Assignment: Once you find the line with "could not render." in the data that follows, repeat it and every line after it exactly, through the line with "has no rendering.".

[Records for this task — start]

//! Configuration types for lecture-material conversion.
//!
//! All conversion behaviour is controlled through [`ConversionConfig`], built
//! via its [`ConversionConfigBuilder`]. One struct carries every knob so the
//! server, the CLI and library callers share the same defaults.

use crate::error::ConvertError;
use crate::progress::ProgressCallback;
use edgequake_llm::LLMProvider;
use serde::{Deserialize, Serialize};
use std::fmt;
use std::path::PathBuf;
use std::sync::Arc;

/// Upper bound on caption retries.
pub const MAX_RETRIES: u32 = 10;

/// Configuration for a lecture-material conversion.
///
/// Built via [`ConversionConfig::builder()`] or using
/// [`ConversionConfig::default()`].
///
/// # Example
/// ```rust
/// use lecture_a11y::{BrailleEncoding, ConversionConfig};
///
/// let config = ConversionConfig::builder()
///     .output_dir("static")
///     .model("gpt-4.1-nano")
///     .braille_encoding(BrailleEncoding::Ascii)
///     .build()
///     .unwrap();
/// ```
#[derive(Clone)]
pub struct ConversionConfig {
    /// Directory every output file is written to. Default: `static`.
    ///
    /// The HTTP server also serves this directory under `/static`.
    pub output_dir: PathBuf,

    /// Vision model identifier, e.g. "gpt-4.1-nano", "llava".
    /// If None, uses the provider default.
    pub model: Option<String>,

    /// Provider name (e.g. "openai", "anthropic", "ollama").
    /// If None along with `provider`, the provider is auto-detected from the environment.
    pub provider_name: Option<String>,

    /// Pre-constructed provider. Takes precedence over `provider_name`.
    pub provider: Option<Arc<dyn LLMProvider>>,

    /// Instruction sent with every image. If None, uses
    /// [`crate::prompts::DEFAULT_CAPTION_PROMPT`].
    pub caption_prompt: Option<String>,

    /// Sampling temperature for caption generation. Default: 0.2.
    pub temperature: f32,

    /// Maximum tokens generated per caption. Default: 120.
    ///
    /// Captions are read aloud by screen readers next to the slide text; a
    /// short paragraph is the useful length.
    pub max_tokens: usize,

    /// Retry attempts on a failed caption call. Default: 2.
    ///
    /// Exhausting the retries fails the whole document with
    /// [`ConvertError::CaptionUnavailable`].
    pub max_retries: u32,

    /// Initial retry delay in milliseconds (exponential backoff). Default: 500.
    pub retry_backoff_ms: u64,

    /// Per-caption call timeout in seconds. Default: 60.
    pub api_timeout_secs: u64,

    /// Download timeout for URL inputs in seconds. Default: 120.
    pub download_timeout_secs: u64,

    /// Cell encoding of `.brf` output. Default: [`BrailleEncoding::Unicode`].
    pub braille_encoding: BrailleEncoding,

    /// Optional per-caption progress events.
    pub progress_callback: Option<ProgressCallback>,
}

impl Default for ConversionConfig {
    fn default() -> Self {
        Self {
            output_dir: PathBuf::from("static"),
            model: None,
            provider_name: None,
            provider: None,
            caption_prompt: None,
            temperature: 0.2,
            max_tokens: 120,
            max_retries: 2,
            retry_backoff_ms: 500,
            api_timeout_secs: 60,
            download_timeout_secs: 120,
            braille_encoding: BrailleEncoding::default(),
            progress_callback: None,
        }
    }
}

impl fmt::Debug for ConversionConfig {
    fn fmt(&self, f: &mut fmt::Formatter<'_>) -> fmt::Result {
        f.debug_struct("ConversionConfig")
            .field("output_dir", &self.output_dir)
            .field("model", &self.model)
            .field("provider_name", &self.provider_name)
            .field("provider", &self.provider.as_ref().map(|_| "<dyn LLMProvider>"))
            .field("caption_prompt", &self.caption_prompt)
            .field("temperature", &self.temperature)
            .field("max_tokens", &self.max_tokens)
            .field("max_retries", &self.max_retries)
            .field("retry_backoff_ms", &self.retry_backoff_ms)
            .field("api_timeout_secs", &self.api_timeout_secs)
            .field("braille_encoding", &self.braille_encoding)
            .field(
                "progress_callback",
                &self.progress_callback.as_ref().map(|_| "<dyn ConversionProgressCallback>"),
            )
            .finish()
    }
}

impl ConversionConfig {
    /// Create a new builder for `ConversionConfig`.
    pub fn builder() -> ConversionConfigBuilder {
        ConversionConfigBuilder {
            config: Self::default(),
        }
    }
}

/// Builder for [`ConversionConfig`].
pub struct ConversionConfigBuilder {
    config: ConversionConfig,
}

impl fmt::Debug for ConversionConfigBuilder {
    fn fmt(&self, f: &mut fmt::Formatter<'_>) -> fmt::Result {
        f.debug_struct("ConversionConfigBuilder")
            .field("config", &self.config)
            .finish()
    }
}

impl ConversionConfigBuilder {
    pub fn output_dir(mut self, dir: impl Into<PathBuf>) -> Self {
        self.config.output_dir = dir.into();
        self
    }

    pub fn model(mut self, model: impl Into<String>) -> Self {
        self.config.model = Some(model.into());
        self
    }

    pub fn provider_name(mut self, name: impl Into<String>) -> Self {
        self.config.provider_name = Some(name.into());
        self
    }

    pub fn provider(mut self, provider: Arc<dyn LLMProvider>) -> Self {
        self.config.provider = Some(provider);
        self
    }

    pub fn caption_prompt(mut self, prompt: impl Into<String>) -> Self {
        self.config.caption_prompt = Some(prompt.into());
        self
    }

    pub fn temperature(mut self, t: f32) -> Self {
        self.config.temperature = t.clamp(0.0, 2.0);
        self
    }

    pub fn max_tokens(mut self, n: usize) -> Self {
        self.config.max_tokens = n;
        self
    }

    /// Capped at [`MAX_RETRIES`].
    pub fn max_retries(mut self, n: u32) -> Self {
        self.config.max_retries = n.min(MAX_RETRIES);
        self
    }

    pub fn retry_backoff_ms(mut self, ms: u64) -> Self {
        self.config.retry_backoff_ms = ms;
        self
    }

    pub fn api_timeout_secs(mut self, secs: u64) -> Self {
        self.config.api_timeout_secs = secs;
        self
    }

    pub fn download_timeout_secs(mut self, secs: u64) -> Self {
        self.config.download_timeout_secs = secs;
        self
    }

    pub fn braille_encoding(mut self, encoding: BrailleEncoding) -> Self {
        self.config.braille_encoding = encoding;
        self
    }

    pub fn progress_callback(mut self, cb: ProgressCallback) -> Self {
        self.config.progress_callback = Some(cb);
        self
    }

    /// Build the configuration, validating constraints.
    pub fn build(self) -> Result<ConversionConfig, ConvertError> {
        let c = &self.config;
        if c.output_dir.as_os_str().is_empty() {
            return Err(ConvertError::InvalidConfig(
                "output directory must not be empty".into(),
            ));
        }
        if c.max_tokens == 0 {
            return Err(ConvertError::InvalidConfig(
                "max_tokens must be ≥ 1".into(),
            ));
        }
        if c.api_timeout_secs == 0 {
            return Err(ConvertError::InvalidConfig(
                "api_timeout_secs must be ≥ 1".into(),
            ));
        }
        Ok(self.config)
    }
}

// ── Enums ────────────────────────────────────────────────────────────────

/// How Braille cells are written into a `.brf` file.
#[derive(Debug, Clone, Copy, PartialEq, Eq, Default, Serialize, Deserialize)]
#[serde(rename_all = "lowercase")]
pub enum BrailleEncoding {
    /// Unicode Braille Patterns block (U+2800–U+283F). (default)
    #[default]
    Unicode,
    /// North American Braille ASCII, the form embossers expect in `.brf` files.
    Ascii,
}
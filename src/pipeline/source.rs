//! Source format detection.

use crate::error::ConvertError;
use serde::{Deserialize, Serialize};
use std::fmt;
use std::path::Path;

/// Document formats the service accepts.
#[derive(Debug, Clone, Copy, PartialEq, Eq, Serialize, Deserialize)]
#[serde(rename_all = "lowercase")]
pub enum SourceFormat {
    Pdf,
    Pptx,
    Docx,
}

impl SourceFormat {
    /// Detect the format from the extension, case-insensitively.
    pub fn from_path(path: &Path) -> Option<Self> {
        let ext = path.extension()?.to_str()?.to_ascii_lowercase();
        match ext.as_str() {
            "pdf" => Some(Self::Pdf),
            "pptx" => Some(Self::Pptx),
            "docx" => Some(Self::Docx),
            _ => None,
        }
    }

    /// Format of a document accepted by the text/caption pipelines.
    pub fn lecture_from_path(path: &Path) -> Result<Self, ConvertError> {
        match Self::from_path(path) {
            Some(f @ (Self::Pdf | Self::Pptx)) => Ok(f),
            _ => Err(ConvertError::UnsupportedFormat {
                extension: extension_of(path),
                expected: ".pdf or .pptx".into(),
            }),
        }
    }

    /// File extension without the dot.
    pub fn extension(self) -> &'static str {
        match self {
            Self::Pdf => "pdf",
            Self::Pptx => "pptx",
            Self::Docx => "docx",
        }
    }

    /// Leading bytes every file of this format starts with.
    ///
    /// PPTX and DOCX are both zip containers.
    pub fn magic(self) -> &'static [u8; 4] {
        match self {
            Self::Pdf => b"%PDF",
            Self::Pptx | Self::Docx => b"PK\x03\x04",
        }
    }
}

impl fmt::Display for SourceFormat {
    fn fmt(&self, f: &mut fmt::Formatter<'_>) -> fmt::Result {
        f.write_str(match self {
            Self::Pdf => "PDF",
            Self::Pptx => "PowerPoint",
            Self::Docx => "Word",
        })
    }
}

/// What a numbered unit of a document is called in output markers.
#[derive(Debug, Clone, Copy, PartialEq, Eq)]
pub enum UnitKind {
    Page,
    Slide,
}

impl UnitKind {
    pub fn label(self) -> &'static str {
        match self {
            Self::Page => "PAGE",
            Self::Slide => "SLIDE",
        }
    }
}

/// Lower-cased extension of `path`, or an empty string.
pub fn extension_of(path: &Path) -> String {
    path.extension()
        .and_then(|e| e.to_str())
        .map(|e| e.to_ascii_lowercase())
        .unwrap_or_default()
}
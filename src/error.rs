//! Error types for the lecture-a11y library.
//!
//! Two distinct error types reflect two distinct failure modes:
//!
//! * [`ConvertError`]: **Fatal**: the conversion cannot proceed at all
//!   (unsupported upload, unreadable document, captioning service down).
//!   Returned as `Err(ConvertError)` from the `convert*` entry points.
//!
//! * [`CellError`]: **Non-fatal**: a character or line has no Braille
//!   rendering. The Braille pipeline substitutes blanks for it and carries
//!   on, so this error never reaches the caller of
//!   [`crate::convert::convert_to_braille`].

use std::path::PathBuf;
use thiserror::Error;

/// All fatal errors returned by the lecture-a11y library.
#[derive(Debug, Error)]
pub enum ConvertError {
    // ── Input errors ──────────────────────────────────────────────────────
    /// The extension is not one the requested pipeline understands.
    #[error("Unsupported format '{extension}': expected {expected}")]
    UnsupportedFormat { extension: String, expected: String },

    /// Wrong document type for the Braille pipeline (only Word documents).
    #[error("Unsupported input '{name}': only .docx files can be converted to Braille")]
    UnsupportedInput { name: String },

    /// Input file was not found at the given path.
    #[error("File not found: '{path}'\nCheck the path exists and is readable.")]
    FileNotFound { path: PathBuf },

    /// The file exists but its leading bytes do not match its extension.
    #[error("File '{path}' is not a valid {expected} document\nFirst bytes: {magic:?}")]
    NotADocument {
        path: PathBuf,
        expected: &'static str,
        magic: [u8; 4],
    },

    /// HTTP URL was syntactically valid but download failed.
    #[error("Failed to download '{url}': {reason}\nCheck your internet connection.")]
    DownloadFailed { url: String, reason: String },

    // ── Document errors ───────────────────────────────────────────────────
    /// Container, XML or PDF structure could not be parsed.
    #[error("Document '{path}' is corrupt: {detail}")]
    CorruptDocument { path: PathBuf, detail: String },

    /// Extraction produced units that do not line up (gap in unit indices,
    /// or an image pointing at a unit that has no text block).
    #[error("Inconsistent extraction: {0}")]
    InconsistentUnits(String),

    /// Could not bind to a pdfium library.
    #[error(
        "Failed to bind to pdfium library: {0}\n\n\
Set PDFIUM_LIB_PATH=/path/to/libpdfium (file or directory) or install\n\
pdfium where the system loader can find it.\n"
    )]
    PdfiumBindingFailed(String),

    // ── Captioning errors ─────────────────────────────────────────────────
    /// The vision model could not be reached, loaded, or failed to answer.
    #[error("Caption service unavailable: {detail}")]
    CaptionUnavailable { detail: String },

    // ── Job errors ────────────────────────────────────────────────────────
    /// Status query for an unknown job identifier.
    #[error("No conversion job with id '{file_id}'")]
    NotFound { file_id: String },

    /// The job table could not be read or written.
    #[error("Job store error: {0}")]
    Database(String),

    // ── I/O errors ────────────────────────────────────────────────────────
    /// Could not create or write an output file.
    #[error("Failed to write output file '{path}': {source}")]
    OutputWriteFailed {
        path: PathBuf,
        #[source]
        source: std::io::Error,
    },

    // ── Config errors ─────────────────────────────────────────────────────
    /// Builder validation failed.
    #[error("Invalid configuration: {0}")]
    InvalidConfig(String),

    // ── Catch-all ─────────────────────────────────────────────────────────
    /// Unexpected internal error.
    #[error("Internal error: {0}")]
    Internal(String),
}

impl ConvertError {
    /// `true` for errors caused by what the caller sent rather than by the
    /// server or its collaborators.
    pub fn is_client_error(&self) -> bool {
        matches!(
            self,
            ConvertError::UnsupportedFormat { .. }
                | ConvertError::UnsupportedInput { .. }
                | ConvertError::NotADocument { .. }
                | ConvertError::CorruptDocument { .. }
                | ConvertError::NotFound { .. }
        )
    }
}

/// Text `braillify` could not render.
///
/// Produced by [`crate::braille::translit`]; the Braille pipeline turns the
/// affected characters into blank cells.
#[derive(Debug, Clone, PartialEq, Eq, Error)]
pub enum CellError {
    /// A single character has no rendering.
    #[error("No Braille rendering for {ch:?} (U+{:04X}): {reason}", code_point(.ch))]
    Untranslatable { ch: char, reason: String },

    /// A line was rejected as a whole.
    #[error("Braille translation rejected {text:?}: {reason}")]
    Rejected { text: String, reason: String },
}

fn code_point(ch: &char) -> u32 {
    u32::from(*ch)
}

[Records for this task — finish]

Answer box:
/// Text `braillify` could not render.
///
/// Produced by [`crate::braille::translit`]; the Braille pipeline turns the
/// affected characters into blank cells.
#[derive(Debug, Clone, PartialEq, Eq, Error)]
pub enum CellError {
    /// A single character has no rendering.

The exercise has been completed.